32a. Eratosthenes used the simple observation that the central angle measure \(\alpha^{\circ}\) compared with the full circle \(360^{\circ}\) is proportional to the arc length \(\mathrm{d}\) compared with the Earth’s (the circle’s) circumference c. Symbolically, we have \(\alpha / 360=\mathrm{d} / \mathrm{c}\) so that \(\mathrm{c}=360 \mathrm{~d} / \alpha\). Following Eratosthenes, approximate the circumference of the earth for \(\mathrm{d} \sim 575 \mathrm{mi}\) and \(\alpha \sim 7.2^{\circ}\) (it is hard to measure angle \(\alpha\) so accurately).

32b. Assuming point \(B\) is not too far from \(A\) (relatively small \(\alpha\) ), it is reasonable to consider the earth to be flat (it certainly feels flat!) and we replace arc AD by the common perpendicular to the two parallel lines through point B yielding points A’, D’, and, with Earth’s radius \(r\), two similar, \(\mathrm{r} / \mathrm{BA}^{\prime}=\mathrm{BC} / \mathrm{BD}^{\prime}\) from which we have the obvious approximation: \(\mathrm{r} / \mathrm{m}(\operatorname{arc}(\mathrm{BA})) \sim \mathrm{BC} / \mathrm{m}(\operatorname{arc}(\mathrm{BD})\) and finally:

\(\mathrm{r} \sim(\mathrm{m}(\operatorname{arc}(\mathrm{BA})))\left(\mathrm{BC} / \mathrm{m}\left(\operatorname{arc}\left(\mathrm{BD}^{\prime}\right)\right)\right)\) with everything on the right easily measured (easy to measure \(\mathrm{m}(\operatorname{arc}(\mathrm{BD} \mathrm{m}(\operatorname{arc}(\mathrm{BD}) \sim 11 / 2 \mathrm{ft}\) for pole length \(\mathrm{BC}=10 \mathrm{ft}\). Sketch the situation and approximate the radius of the earth \(r\) and its circumference C.

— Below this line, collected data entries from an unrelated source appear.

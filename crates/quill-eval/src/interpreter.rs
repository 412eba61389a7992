//! The interpreter.
//! 解释器。

use crate::{DiceProvider, EvalError, EvaluatorProvider, PostProcess, RuntimeEvaluation, RuntimeValue, defaults};
use quill_env::Environment;
use quill_scope::ScopeTable;
use quill_syntax::{Expr, ExprKind};
use rand::{Rng, SeedableRng};
use rand_chacha::ChaCha8Rng;
use std::fmt;

#[derive(Debug, Clone, Default, PartialEq, Eq)]
pub struct InterpreterOptions {
    /// Roll dice instead of keeping them symbolic.
    pub roll_dice: bool,
    /// Seed for reproducible rolls.
    pub seed: Option<u64>,
}

impl InterpreterOptions {
    pub fn with_roll_dice(mut self, roll_dice: bool) -> Self {
        self.roll_dice = roll_dice;
        self
    }

    pub fn with_seed(mut self, seed: u64) -> Self {
        self.seed = Some(seed);
        self
    }
}

/// Evaluates scoped expressions.
/// 对已分类的表达式求值。
pub struct Interpreter {
    provider: Box<dyn EvaluatorProvider>,
    options: InterpreterOptions,
    rng: ChaCha8Rng,
}

impl Interpreter {
    /// An interpreter with dice support.
    pub fn new(options: InterpreterOptions) -> Self {
        Self::with_provider(DiceProvider, options)
    }

    pub fn with_provider(provider: impl EvaluatorProvider + 'static, options: InterpreterOptions) -> Self {
        let rng = seeded(options.seed);
        Self {
            provider: Box::new(provider),
            options,
            rng,
        }
    }

    pub fn options(&self) -> &InterpreterOptions {
        &self.options
    }

    pub fn set_roll_dice(&mut self, roll_dice: bool) {
        self.options.roll_dice = roll_dice;
    }

    /// Restart the random sequence.
    pub fn reseed(&mut self, seed: Option<u64>) {
        self.options.seed = seed;
        self.rng = seeded(seed);
    }

    /// Evaluate and post-process an expression.
    pub fn evaluate(
        &mut self,
        expr: &Expr,
        scopes: &ScopeTable,
        environment: &Environment<RuntimeValue>,
    ) -> Result<RuntimeEvaluation, EvalError> {
        let provider = self.provider.as_ref();
        let mut session = Session {
            provider,
            options: &self.options,
            rng: &mut self.rng,
            scopes,
            environment,
        };
        let evaluation = session.evaluate(expr)?;
        let evaluation = match provider.post_process(&evaluation) {
            PostProcess::Keep => evaluation,
            PostProcess::Replace(value) => {
                let node = provider.convert_to_node(&value, &evaluation.node);
                RuntimeEvaluation::resolved(value, node)
            }
            PostProcess::Unresolve => RuntimeEvaluation::unresolved(evaluation.node),
        };
        tracing::debug!(
            provider = provider.name(),
            environment = environment.name(),
            ready = evaluation.is_ready(),
            "evaluated {expr}"
        );
        Ok(evaluation)
    }
}

impl Default for Interpreter {
    fn default() -> Self {
        Self::new(InterpreterOptions::default())
    }
}

impl fmt::Debug for Interpreter {
    fn fmt(&self, f: &mut fmt::Formatter<'_>) -> fmt::Result {
        f.debug_struct("Interpreter")
            .field("provider", &self.provider.name())
            .field("options", &self.options)
            .finish_non_exhaustive()
    }
}

fn seeded(seed: Option<u64>) -> ChaCha8Rng {
    match seed {
        Some(seed) => ChaCha8Rng::seed_from_u64(seed),
        None => ChaCha8Rng::from_rng(&mut rand::rng()),
    }
}

/// State of one evaluation, handed to providers.
pub struct Session<'a> {
    provider: &'a dyn EvaluatorProvider,
    options: &'a InterpreterOptions,
    rng: &'a mut ChaCha8Rng,
    scopes: &'a ScopeTable,
    environment: &'a Environment<RuntimeValue>,
}

impl<'a> Session<'a> {
    /// Evaluate a sub-expression. Textual nodes read as their text; the
    /// formula root and aggregators still evaluate their children.
    pub fn evaluate(&mut self, expr: &Expr) -> Result<RuntimeEvaluation, EvalError> {
        if self.is_textual(expr) && !is_aggregate(expr) {
            return Ok(RuntimeEvaluation::resolved(defaults::textual(expr), expr.clone()));
        }
        let provider = self.provider;
        let evaluation = provider.evaluate(self, expr)?;
        tracing::trace!(id = expr.id.0, resolved = evaluation.is_resolved(), "node {expr}");
        Ok(evaluation)
    }

    pub fn provider(&self) -> &'a dyn EvaluatorProvider {
        self.provider
    }

    pub fn options(&self) -> &InterpreterOptions {
        self.options
    }

    pub fn environment(&self) -> &'a Environment<RuntimeValue> {
        self.environment
    }

    pub fn is_textual(&self, expr: &Expr) -> bool {
        self.scopes.is_textual(expr.id)
    }

    /// One die, `1..=faces`.
    pub fn roll(&mut self, faces: u32) -> u32 {
        if faces == 0 {
            return 0;
        }
        self.rng.random_range(1..=faces)
    }

    /// Expression an evaluation stands for: the converted value, or the
    /// rebuilt node when unresolved.
    pub fn to_node(&self, evaluation: &RuntimeEvaluation) -> Expr {
        match &evaluation.value {
            Some(value) => self.provider.convert_to_node(value, &evaluation.node),
            None => evaluation.node.clone(),
        }
    }
}

fn is_aggregate(expr: &Expr) -> bool {
    matches!(
        expr.kind,
        ExprKind::Root(_) | ExprKind::Sequence(_) | ExprKind::List { .. } | ExprKind::Group { open: '(', .. }
    )
}

#[cfg(test)]
mod tests {
    use super::*;
    use crate::{DefaultProvider, ObjectValue};
    use quill_env::{Invocation, SourcedValue};
    use quill_recipe::{RecipeManager, SyntaxFeature};
    use quill_scope::MasterScope;
    use std::rc::Rc;

    fn sheet() -> Environment<RuntimeValue> {
        let mut env = Environment::new("sheet");
        env.define("st", RuntimeValue::Numeric(12.0)).unwrap();
        env.define("name", RuntimeValue::from("Ana")).unwrap();
        env.define("player", RuntimeValue::from("Ana")).unwrap();
        env.set(
            "max",
            SourcedValue::function(|call: &Invocation<'_, RuntimeValue>| {
                call.args
                    .iter()
                    .filter_map(RuntimeValue::as_number)
                    .reduce(f64::max)
                    .map(RuntimeValue::Numeric)
            }),
        );
        env
    }

    fn run_in(source: &str, master: MasterScope, env: &Environment<RuntimeValue>) -> RuntimeEvaluation {
        let recipes = RecipeManager::with_features(&[SyntaxFeature::Percentages]);
        let mut interpreter = Interpreter::default();
        crate::evaluate_source(source, Rc::new(recipes), master, &mut interpreter, env)
            .unwrap()
            .result
    }

    fn value(source: &str) -> RuntimeValue {
        run_in(source, MasterScope::MathEnabled, &sheet())
            .value
            .unwrap_or_else(|| panic!("{source} did not resolve"))
    }

    #[test]
    fn test_arithmetic() {
        assert_eq!(value("2+2"), RuntimeValue::Numeric(4.0));
        assert_eq!(value("2 + 3 * 4"), RuntimeValue::Numeric(14.0));
        assert_eq!(value("(2 + 3) * 4"), RuntimeValue::Numeric(20.0));
        assert_eq!(value("st / 4 - 1"), RuntimeValue::Numeric(2.0));
        assert_eq!(value("-st"), RuntimeValue::Numeric(-12.0));
        assert_eq!(value("1 / 0"), RuntimeValue::Numeric(f64::INFINITY));
    }

    #[test]
    fn test_comparisons() {
        assert_eq!(value("1 < 2"), RuntimeValue::Boolean(true));
        assert_eq!(value("st >= 13"), RuntimeValue::Boolean(false));
        assert_eq!(value("name = player"), RuntimeValue::Boolean(true));
        assert_eq!(value("name != 3"), RuntimeValue::Boolean(true));
    }

    #[test]
    fn test_quoted_operand_reads_operation_as_text() {
        assert_eq!(value("st + \"x\""), RuntimeValue::from("st + \"x\""));
    }

    #[test]
    fn test_calls_and_conditionals() {
        assert_eq!(value("max(1, st, 3)"), RuntimeValue::Numeric(12.0));
        assert_eq!(value("if(st > 10 then 1 else 2)"), RuntimeValue::Numeric(1.0));
        assert_eq!(value("if(0, 1, 2)"), RuntimeValue::Numeric(2.0));
    }

    #[test]
    fn test_unbound_names_stay_unresolved() {
        let result = run_in("hp + 1", MasterScope::MathEnabled, &sheet());
        assert!(!result.is_resolved());
        assert_eq!(result.node.to_string(), "hp + 1");

        let result = run_in("missing(st, 2)", MasterScope::MathEnabled, &sheet());
        assert!(!result.is_resolved());
        assert_eq!(result.node.to_string(), "missing(12, 2)");
    }

    #[test]
    fn test_unresolved_condition_keeps_both_branches() {
        let result = run_in("if(hp > 0 then st * 2 else 0)", MasterScope::MathEnabled, &sheet());
        assert_eq!(result.node.to_string(), "if(hp > 0 then 24 else 0)");
    }

    #[test]
    fn test_reevaluation_after_binding() {
        let recipes = Rc::new(RecipeManager::with_defaults());
        let parsed = quill_parser::parse("hp * 2 + st", recipes).unwrap();
        let scopes = quill_scope::evaluate_tree_scope(&parsed.expr, MasterScope::MathEnabled).unwrap();
        let mut interpreter = Interpreter::default();

        let mut env = sheet();
        let first = interpreter.evaluate(&parsed.expr, &scopes, &env).unwrap();
        assert_eq!(first.node.to_string(), "hp * 2 + 12");

        env.define("hp", RuntimeValue::Numeric(5.0)).unwrap();
        let second = interpreter.evaluate(&first.node, &scopes, &env).unwrap();
        assert_eq!(second.value, Some(RuntimeValue::Numeric(22.0)));
    }

    #[test]
    fn test_text_processing() {
        let env = sheet();
        let hello = run_in("hello world", MasterScope::TextProcessing, &env);
        assert_eq!(hello.value, Some(RuntimeValue::from("hello world")));

        let mixed = run_in("\"st is\" %st%", MasterScope::TextProcessing, &env);
        assert_eq!(mixed.value, Some(RuntimeValue::from("st is 12")));

        let quoted = run_in("\"st + 1\"", MasterScope::MathEnabled, &env);
        assert_eq!(quoted.value, Some(RuntimeValue::from("st + 1")));
    }

    #[test]
    fn test_lists() {
        assert_eq!(
            value("1, st, 3"),
            RuntimeValue::List(vec![1.0.into(), 12.0.into(), 3.0.into()])
        );
    }

    #[test]
    fn test_objects_post_process() {
        let mut env = sheet();
        env.define("sword", RuntimeValue::Object(ObjectValue::new().with_numeric(8.0)))
            .unwrap();
        env.define("bag", RuntimeValue::Object(ObjectValue::new().with_field("gold", 3.0)))
            .unwrap();
        let sword = run_in("sword", MasterScope::MathEnabled, &env);
        assert_eq!(sword.value, Some(RuntimeValue::Numeric(8.0)));
        let bag = run_in("bag", MasterScope::MathEnabled, &env);
        assert!(!bag.is_resolved());
    }

    #[test]
    fn test_type_errors() {
        let env = sheet();
        let recipes = Rc::new(RecipeManager::with_defaults());
        let mut interpreter = Interpreter::default();
        let error = crate::evaluate_source("name * 2", Rc::clone(&recipes), MasterScope::MathEnabled, &mut interpreter, &env)
            .unwrap_err();
        assert!(matches!(error, EvalError::OperatorNotImplemented { op: "*", left: "string", .. }));
        assert!(error.span().is_some());

        let error = crate::evaluate_source("if(name then 1 else 2)", recipes, MasterScope::MathEnabled, &mut interpreter, &env)
            .unwrap_err();
        assert!(matches!(error, EvalError::TypeMismatch { .. }));
    }

    #[test]
    fn test_default_provider_leaves_dice_alone() {
        let recipes = Rc::new(RecipeManager::with_defaults());
        let mut interpreter = Interpreter::with_provider(
            DefaultProvider,
            InterpreterOptions::default().with_roll_dice(true),
        );
        let result = crate::evaluate_source("3d6", recipes, MasterScope::MathEnabled, &mut interpreter, &sheet())
            .unwrap()
            .result;
        assert!(!result.is_resolved());
        assert_eq!(result.node.to_string(), "3d6");
    }
}
//! Error codes for Quill diagnostics.

/// Stable codes attached to diagnostics.
#[derive(Debug, Clone, Copy, PartialEq, Eq, Hash)]
pub enum ErrorCode {
    // Tree errors (Q0001 - Q0099)
    UnbalancedEnclosure,
    StrayCloser,
    InvalidTree,

    // Parser errors (Q0100 - Q0199)
    UnexpectedToken,
    ExpectedExpression,
    MissingKeyword,

    // Scope errors (Q0200 - Q0299)
    UnresolvedScope,

    // Eval errors (Q0300 - Q0399)
    OperatorNotImplemented,
    TypeMismatch,
    UnresolvedBinding,
    DuplicateEntry,
}

impl ErrorCode {
    pub fn as_str(&self) -> &'static str {
        match self {
            ErrorCode::UnbalancedEnclosure => "Q0001",
            ErrorCode::StrayCloser => "Q0002",
            ErrorCode::InvalidTree => "Q0003",

            ErrorCode::UnexpectedToken => "Q0100",
            ErrorCode::ExpectedExpression => "Q0101",
            ErrorCode::MissingKeyword => "Q0102",

            ErrorCode::UnresolvedScope => "Q0200",

            ErrorCode::OperatorNotImplemented => "Q0300",
            ErrorCode::TypeMismatch => "Q0301",
            ErrorCode::UnresolvedBinding => "Q0302",
            ErrorCode::DuplicateEntry => "Q0303",
        }
    }

    /// Human-readable description of the code.
    pub fn description(&self) -> &'static str {
        match self {
            ErrorCode::UnbalancedEnclosure => "enclosure was opened but never closed",
            ErrorCode::StrayCloser => "closing character without a matching opener",
            ErrorCode::InvalidTree => "syntax tree failed structural validation",

            ErrorCode::UnexpectedToken => "unexpected token",
            ErrorCode::ExpectedExpression => "expected an expression",
            ErrorCode::MissingKeyword => "conditional is missing a keyword",

            ErrorCode::UnresolvedScope => "node scope could not be derived",

            ErrorCode::OperatorNotImplemented => "operator not implemented for these operands",
            ErrorCode::TypeMismatch => "mismatched value types",
            ErrorCode::UnresolvedBinding => "no value bound to this identifier",
            ErrorCode::DuplicateEntry => "identifier registered more than once",
        }
    }

    /// A short hint, when one is useful.
    pub fn suggestion(&self) -> Option<&'static str> {
        match self {
            ErrorCode::UnbalancedEnclosure => Some("add the missing closing character"),
            ErrorCode::StrayCloser => Some("remove the closer or add the matching opener"),
            ErrorCode::MissingKeyword => Some("write conditionals as `if(cond then a else b)`"),
            ErrorCode::TypeMismatch => Some("conditions must be numbers or booleans"),
            ErrorCode::UnresolvedBinding => Some("bind the identifier with `--bind name=value`"),
            ErrorCode::DuplicateEntry => Some("each key or matcher may be registered only once"),
            _ => None,
        }
    }
}

impl std::fmt::Display for ErrorCode {
    fn fmt(&self, f: &mut std::fmt::Formatter<'_>) -> std::fmt::Result {
        write!(f, "{}", self.as_str())
    }
}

33. Use Ceva’s Theorem to prove that the medians of a triangle are concurrent. [Hint: Absolutely trivial!]

- Use Ceva’s Theorem to prove that the angle bisectors of a triangle are concurrent. [Hint: Use the theorem that an angle bisector of a triangle divides the opposite side proportionally with the sides of the angle.]
- In Euclidean geometry, two polygons are equal in area if and only if they are equivalent. [The formal proof is by induction on \(n\), the number sides in the polygon, as being equivalent to some triangle, so then the triangle case completes the solution. That is, for two polygons of number of sides m and \(n\) of the same area, reduce them both to triangles of the same area, use the fact that these two are equivalent and then , by symmetry and transitivity, conclude that the original polygons are equivalent. Rather than formally proving this, explain the reduction of this hexagon ABCDEF to the triangle FHJ by, one-by-one, replacing a vertex with an edge while maintaining the same area because of equivalence (i.e., "snipping off" and moving congruent triangles.)]

Although angle sum replaces area for triangles in the corresponding theorem in hyperbolic geometry, the natural generalization to polygons is not true. The idea looks like it might work by "cutting off" a triangle to reduce the number of vertices by using the line of midpoints and Saccheri quadrilaterals. That is, in the first step above, instead of the parallel on C to line BD (that is not unique), start with the intersection of line \(A B\) and the line of midpoints of segments \(B C\) and \(D C\) and double the segment from \(B\) to the point of intersection to establish point \(\mathrm{G}\) thereby eliminating vertex B. In the Euclidean case, that approach determines exactly the same point G. Eliminating a vertex with an equivalent polygon reduces the angle sum by exactly \(180^{\circ}\), the importance of the construction. Problem? There may not be \(180^{\circ}\) "to spare". To see why this is is so, consider the regular quadrilateral ABCD pictured in this Poincaré model, the angle sum is much less than \(180^{\circ}\) ( each angle is less than \(45^{\circ}\) ) so no vertex can be removed to obtain an equivalent triangle because it would have to have angle sum exactly \(180^{\circ}\) less but this is impossible.

36. What goes wrong with the Euclidean proof in the hyperbolic situation?